PAKISTAN: Lack of breastfeeding driving high levels of malnutrition

Q&A on malnutrition in Baluchistan, Pakistan with Eunice Wanjiru Gathiaka, Medical Team Leader
E-Balochistan DMJ Project

How do you explain malnutrition?

Malnutrition is an imbalance between the body’s nutrient requirement versus its intake. There are two main categories of malnutrition generally observed in children; Marasmus and Kwashiorkor. Marasmus is a form of severe malnutrition characterized by energy deficiency due to inadequate caloric intake, while kwashiorkor is protein deficiency despite adequate energy intake. In marasmus the child is wasted and thins out while in Kwashiorkor the body swells due to a lack of protein in the body. In Pakistan, most of children suffer from marasmus. Malnutrition makes children prone to diseases.

What is situation of malnutrition in Pakistan, and especially in DMJ?

Malnutrition is one of the major child health issues in Pakistan. According to Pakistan Demographic and Health Survey 2012-13, around 45% of children show evidence of chronic malnutrition or stunting and 11% are acutely malnourished requiring urgent treatment. In the districts of Naseerabad and Jaffarabad, of  around 19,138 children screened on our three locations, 2,259 were severely malnourished. That’s equal to over 11 per cent. This ratio is alarming, and the concern is that the number is increasing every day.

Why is there such high malnutrition?

It is important to note that there is no food insecurity in this area. Food is easily accessible, although affordability is a concern. The issue is a combination of socio-economic and cultural reasons. Low income, lack of access to health facilities, unhygienic practices, poor health seeking behaviour and unsafe water are some main causes of malnutrition in the area. This is compounded by a poor uptake in breastfeeding.
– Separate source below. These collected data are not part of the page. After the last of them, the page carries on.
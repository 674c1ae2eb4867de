use super::Condition;
use crate::ids::{GroupId, InputId};
use serde::{Deserialize, Serialize};

/// The variant of a layout group, together with the options that variant carries.
#[derive(Debug, Clone, PartialEq)]
pub enum GroupKind {
    /// Inputs inside are only active while `condition` holds.
    Conditional { condition: Condition },
    /// Inputs inside are required while `condition` holds (always, when absent).
    Required { condition: Option<Condition> },
    Seed,
    IconSet { label: Option<String> },
    FromToDropdowns,
    LinkedInputs,
    OptionalList,
    MenuIconRow,
    NcnnFileInputs,
}

impl GroupKind {
    pub fn name(&self) -> &'static str {
        match self {
            GroupKind::Conditional { .. } => "conditional",
            GroupKind::Required { .. } => "required",
            GroupKind::Seed => "seed",
            GroupKind::IconSet { .. } => "icon-set",
            GroupKind::FromToDropdowns => "from-to-dropdowns",
            GroupKind::LinkedInputs => "linked-inputs",
            GroupKind::OptionalList => "optional-list",
            GroupKind::MenuIconRow => "menu-icon-row",
            GroupKind::NcnnFileInputs => "ncnn-file-inputs",
        }
    }
}

/// A node of a schema's input layout tree.
#[derive(Debug, Clone, PartialEq, Serialize, Deserialize)]
#[serde(try_from = "RawGroup", into = "RawGroup")]
pub struct Group {
    pub id: GroupId,
    pub kind: GroupKind,
    pub items: Vec<GroupItem>,
}

/// An element of a layout sequence: a bare input reference or a nested group.
#[derive(Debug, Clone, PartialEq, Serialize, Deserialize)]
#[serde(untagged)]
pub enum GroupItem {
    Input(InputId),
    Group(Box<Group>),
}

impl Group {
    /// Every input id referenced in this group's subtree, in layout order.
    pub fn inputs(&self) -> Vec<InputId> {
        let mut ids = Vec::new();
        collect_inputs(&self.items, &mut ids);
        ids
    }
}

/// Appends every input id referenced by `items` (recursively) to `ids`.
pub(crate) fn collect_inputs(items: &[GroupItem], ids: &mut Vec<InputId>) {
    for item in items {
        match item {
            GroupItem::Input(id) => ids.push(*id),
            GroupItem::Group(group) => collect_inputs(&group.items, ids),
        }
    }
}

// --- Wire format ---
// Groups travel as `{ id, kind, options, items }` where the shape of `options`
// depends on `kind`.

#[derive(Serialize, Deserialize)]
#[serde(rename_all = "kebab-case")]
enum RawGroupKind {
    Conditional,
    Required,
    Seed,
    IconSet,
    FromToDropdowns,
    LinkedInputs,
    OptionalList,
    MenuIconRow,
    NcnnFileInputs,
}

#[derive(Serialize, Deserialize, Default)]
struct RawGroupOptions {
    #[serde(default, skip_serializing_if = "Option::is_none")]
    condition: Option<Condition>,
    #[serde(default, skip_serializing_if = "Option::is_none")]
    label: Option<String>,
}

#[derive(Serialize, Deserialize)]
struct RawGroup {
    id: GroupId,
    kind: RawGroupKind,
    #[serde(default)]
    options: RawGroupOptions,
    items: Vec<GroupItem>,
}

impl TryFrom<RawGroup> for Group {
    type Error = String;

    fn try_from(raw: RawGroup) -> Result<Self, Self::Error> {
        let options = raw.options;
        let kind = match raw.kind {
            RawGroupKind::Conditional => GroupKind::Conditional {
                condition: options.condition.ok_or_else(|| {
                    format!("Conditional group {} has no condition", raw.id)
                })?,
            },
            RawGroupKind::Required => GroupKind::Required {
                condition: options.condition,
            },
            RawGroupKind::Seed => GroupKind::Seed,
            RawGroupKind::IconSet => GroupKind::IconSet {
                label: options.label,
            },
            RawGroupKind::FromToDropdowns => GroupKind::FromToDropdowns,
            RawGroupKind::LinkedInputs => GroupKind::LinkedInputs,
            RawGroupKind::OptionalList => GroupKind::OptionalList,
            RawGroupKind::MenuIconRow => GroupKind::MenuIconRow,
            RawGroupKind::NcnnFileInputs => GroupKind::NcnnFileInputs,
        };
        Ok(Group {
            id: raw.id,
            kind,
            items: raw.items,
        })
    }
}

impl From<Group> for RawGroup {
    fn from(group: Group) -> Self {
        let mut options = RawGroupOptions::default();
        let kind = match group.kind {
            GroupKind::Conditional { condition } => {
                options.condition = Some(condition);
                RawGroupKind::Conditional
            }
            GroupKind::Required { condition } => {
                options.condition = condition;
                RawGroupKind::Required
            }
            GroupKind::Seed => RawGroupKind::Seed,
            GroupKind::IconSet { label } => {
                options.label = label;
                RawGroupKind::IconSet
            }
            GroupKind::FromToDropdowns => RawGroupKind::FromToDropdowns,
            GroupKind::LinkedInputs => RawGroupKind::LinkedInputs,
            GroupKind::OptionalList => RawGroupKind::OptionalList,
            GroupKind::MenuIconRow => RawGroupKind::MenuIconRow,
            GroupKind::NcnnFileInputs => RawGroupKind::NcnnFileInputs,
        };
        RawGroup {
            id: group.id,
            kind,
            options,
            items: group.items,
        }
    }
}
How important is breastfeeding?

Very important. Medically exclusive breastfeeding is recommended for newborns for the first six months. Breast milk is a safe and balanced diet, with zero contaminants. It’s the right temperature and has anti-bodies which help the child’s body fight against infection. The process of breastfeeding also enhances bonding between the mother and child. If a child is not breastfed, their immunity against disease is compromised. Things like black tea, herbs, honey, goat or formula milk can never compensate breast milk.

Why there is no culture of proper breastfeeding?

Even if mothers breastfeed their children, it is not properly done or done enough. There is a lack of awareness on the importance of breast milk. Due to large families, children often don’t get enough care. We also observe a widespread misconception that colostrum – the first pale yellow milk of mother – is not good for the child. There are also practices of giving black tea, herbs, and powdered milk to newborn babies.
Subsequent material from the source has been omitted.